Susan B. Anthony


Susan B. Anthony

Susan B. Anthony

Susan B. Anthony

Susan B. Anthony was born February 15, 1820 in Massachusetts. Susan taught school from ages 15 to 30 before devoting her life to reform. She and Elizabeth Cady Stanton, starting in 1850, became lifelong feminist collaborators. The tireless crusader spent 30 years campaigning for women’s suffrage. Raised Quaker, Susan became a Unitarian, but at the end of her life was an agnostic, according to Stanton, who wrote: „Every energy of her soul is centered upon the needs of this world.

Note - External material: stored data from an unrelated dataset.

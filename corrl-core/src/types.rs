//! Domain types for the CorrLang object registry.
//!
//! Everything here mirrors what the registry hands back over the wire; the
//! client never owns these objects, it only reads and reports them.
//! All types are serializable/deserializable via serde + serde_json.

use std::collections::BTreeSet;
use std::fmt;
use std::str::FromStr;

use chrono::{DateTime, Utc};
use serde::{Deserialize, Serialize};
use uuid::Uuid;

// ---------------------------------------------------------------------------
// Newtypes
// ---------------------------------------------------------------------------

/// Registry-assigned object id ("oid"). Stable and unique across all kinds.
#[derive(Debug, Clone, Copy, PartialEq, Eq, PartialOrd, Ord, Hash, Serialize, Deserialize)]
#[serde(transparent)]
pub struct ObjectId(pub u32);

impl fmt::Display for ObjectId {
    fn fmt(&self, f: &mut fmt::Formatter<'_>) -> fmt::Result {
        self.0.fmt(f)
    }
}

// ---------------------------------------------------------------------------
// Enums
// ---------------------------------------------------------------------------

/// The kind of an endpoint. Fixed at creation.
#[derive(Debug, Clone, Copy, PartialEq, Eq, Hash, Serialize, Deserialize)]
#[serde(rename_all = "UPPERCASE")]
pub enum EndpointType {
    Dataset,
    Service,
    Source,
    Sink,
}

impl EndpointType {
    pub const ALL: [EndpointType; 4] = [
        EndpointType::Dataset,
        EndpointType::Service,
        EndpointType::Source,
        EndpointType::Sink,
    ];

    /// Whether a service address may be attached to endpoints of this kind.
    pub fn accepts_service_address(self) -> bool {
        !matches!(self, EndpointType::Dataset)
    }
}

impl fmt::Display for EndpointType {
    fn fmt(&self, f: &mut fmt::Formatter<'_>) -> fmt::Result {
        match self {
            EndpointType::Dataset => write!(f, "DATASET"),
            EndpointType::Service => write!(f, "SERVICE"),
            EndpointType::Source => write!(f, "SOURCE"),
            EndpointType::Sink => write!(f, "SINK"),
        }
    }
}

impl FromStr for EndpointType {
    type Err = String;

    fn from_str(s: &str) -> Result<Self, Self::Err> {
        match s.to_ascii_lowercase().as_str() {
            "dataset" => Ok(EndpointType::Dataset),
            "service" => Ok(EndpointType::Service),
            "source" => Ok(EndpointType::Source),
            "sink" => Ok(EndpointType::Sink),
            other => Err(format!(
                "unknown endpoint kind '{other}'; expected: dataset, service, source, sink"
            )),
        }
    }
}

/// Type tag of a registry object as it appears in listings.
#[derive(Debug, Clone, Copy, PartialEq, Eq, Hash, Serialize, Deserialize)]
#[serde(rename_all = "lowercase")]
pub enum ObjectKind {
    Endpoint,
    Correspondence,
    View,
}

impl fmt::Display for ObjectKind {
    fn fmt(&self, f: &mut fmt::Formatter<'_>) -> fmt::Result {
        match self {
            ObjectKind::Endpoint => write!(f, "endpoint"),
            ObjectKind::Correspondence => write!(f, "correspondence"),
            ObjectKind::View => write!(f, "view"),
        }
    }
}

// ---------------------------------------------------------------------------
// Domain structs
// ---------------------------------------------------------------------------

/// A dataset attached to a `DATASET` endpoint.
#[derive(Debug, Clone, PartialEq, Eq, Serialize, Deserialize)]
pub struct Dataset {
    /// Remote URL or `file://` URI of the data.
    pub url: String,
    /// Assigned by the registry on attachment.
    #[serde(default, skip_serializing_if = "Option::is_none")]
    pub uuid: Option<Uuid>,
}

/// Network location of a service-like endpoint.
#[derive(Debug, Clone, PartialEq, Eq, Serialize, Deserialize)]
pub struct ServiceAddress {
    #[serde(default, skip_serializing_if = "Option::is_none")]
    pub url: Option<String>,
    pub host: String,
    #[serde(default, skip_serializing_if = "Option::is_none")]
    pub port: Option<u16>,
    #[serde(default)]
    pub tls: bool,
    #[serde(default)]
    pub udp: bool,
}

/// A named, typed access point registered under a project.
#[derive(Debug, Clone, PartialEq, Eq, Serialize, Deserialize)]
pub struct Endpoint {
    pub id: ObjectId,
    pub project: String,
    pub name: String,
    #[serde(rename = "type")]
    pub endpoint_type: EndpointType,
    #[serde(default)]
    pub schema_registered: bool,
    #[serde(default)]
    pub datasets: Vec<Dataset>,
    #[serde(default, skip_serializing_if = "Option::is_none")]
    pub service_address: Option<ServiceAddress>,
}

/// A named grouping of endpoints within a project.
#[derive(Debug, Clone, PartialEq, Eq, Serialize, Deserialize)]
pub struct Correspondence {
    pub id: ObjectId,
    pub project: String,
    pub name: String,
    #[serde(default)]
    pub endpoints: Vec<ObjectId>,
}

/// A typed projection anchored to a correspondence.
#[derive(Debug, Clone, PartialEq, Eq, Serialize, Deserialize)]
pub struct View {
    pub id: ObjectId,
    pub project: String,
    pub name: String,
    pub correspondence: ObjectId,
    pub endpoint_type: EndpointType,
}

/// A technology plugin known to the registry.
#[derive(Debug, Clone, PartialEq, Eq, Serialize, Deserialize)]
pub struct TechSpace {
    pub name: String,
    #[serde(default)]
    pub description: String,
    #[serde(default)]
    pub developer: String,
    #[serde(default)]
    pub capabilities: BTreeSet<String>,
}

/// Listing projection shared by all object kinds.
#[derive(Debug, Clone, PartialEq, Eq, Serialize, Deserialize)]
pub struct GenericObject {
    pub kind: ObjectKind,
    pub project: String,
    pub name: String,
    pub id: ObjectId,
}

/// What the registry reports about itself.
#[derive(Debug, Clone, PartialEq, Eq, Serialize, Deserialize)]
pub struct ServiceInfo {
    pub api_version: u32,
    pub pid: u64,
    pub started_at: DateTime<Utc>,
}

// ---------------------------------------------------------------------------
// Tests
// ---------------------------------------------------------------------------

#[cfg(test)]
mod tests {
    use super::*;

    #[test]
    fn endpoint_type_parses_case_insensitively() {
        assert_eq!("DATASET".parse::<EndpointType>(), Ok(EndpointType::Dataset));
        assert_eq!("Sink".parse::<EndpointType>(), Ok(EndpointType::Sink));
        assert!("table".parse::<EndpointType>().unwrap_err().contains("table"));
    }

    #[test]
    fn endpoint_type_wire_name_is_uppercase() {
        let json = serde_json::to_string(&EndpointType::Service).expect("serialize");
        assert_eq!(json, "\"SERVICE\"");
        assert_eq!(EndpointType::Source.to_string(), "SOURCE");
    }

    #[test]
    fn only_datasets_reject_service_addresses() {
        let accepting: Vec<_> = EndpointType::ALL
            .into_iter()
            .filter(|t| t.accepts_service_address())
            .collect();
        assert_eq!(
            accepting,
            vec![EndpointType::Service, EndpointType::Source, EndpointType::Sink]
        );
    }

    #[test]
    fn object_id_is_transparent_on_the_wire() {
        let obj = GenericObject {
            kind: ObjectKind::View,
            project: "p".into(),
            name: "v".into(),
            id: ObjectId(7),
        };
        let json = serde_json::to_value(&obj).expect("serialize");
        assert_eq!(json["id"], 7);
        assert_eq!(json["kind"], "view");
    }
}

To her, work is worship.“ Susan’s professed „creed“ was that of „the perfect equality of women.“ While privately scolding her radical friend Elizabeth for editing the controversial Woman’s Bible, Susan publicly defended her. She also confessed: „But while I do not consider it my duty to tear to tatters the lingering skeletons of the old superstitions and bigotries, yet I rejoice to see them crumbling on every side.“ Celebrating „Aunt Susan’s“ birthday became an annual feminist tradition starting with her 50th birthday. At Susan’s 86th birthday celebration in 1906, while giving her last public address, she acknowledged other feminists and vowed: „with such women consecrating their lives, failure is impossible!“ D. 1906.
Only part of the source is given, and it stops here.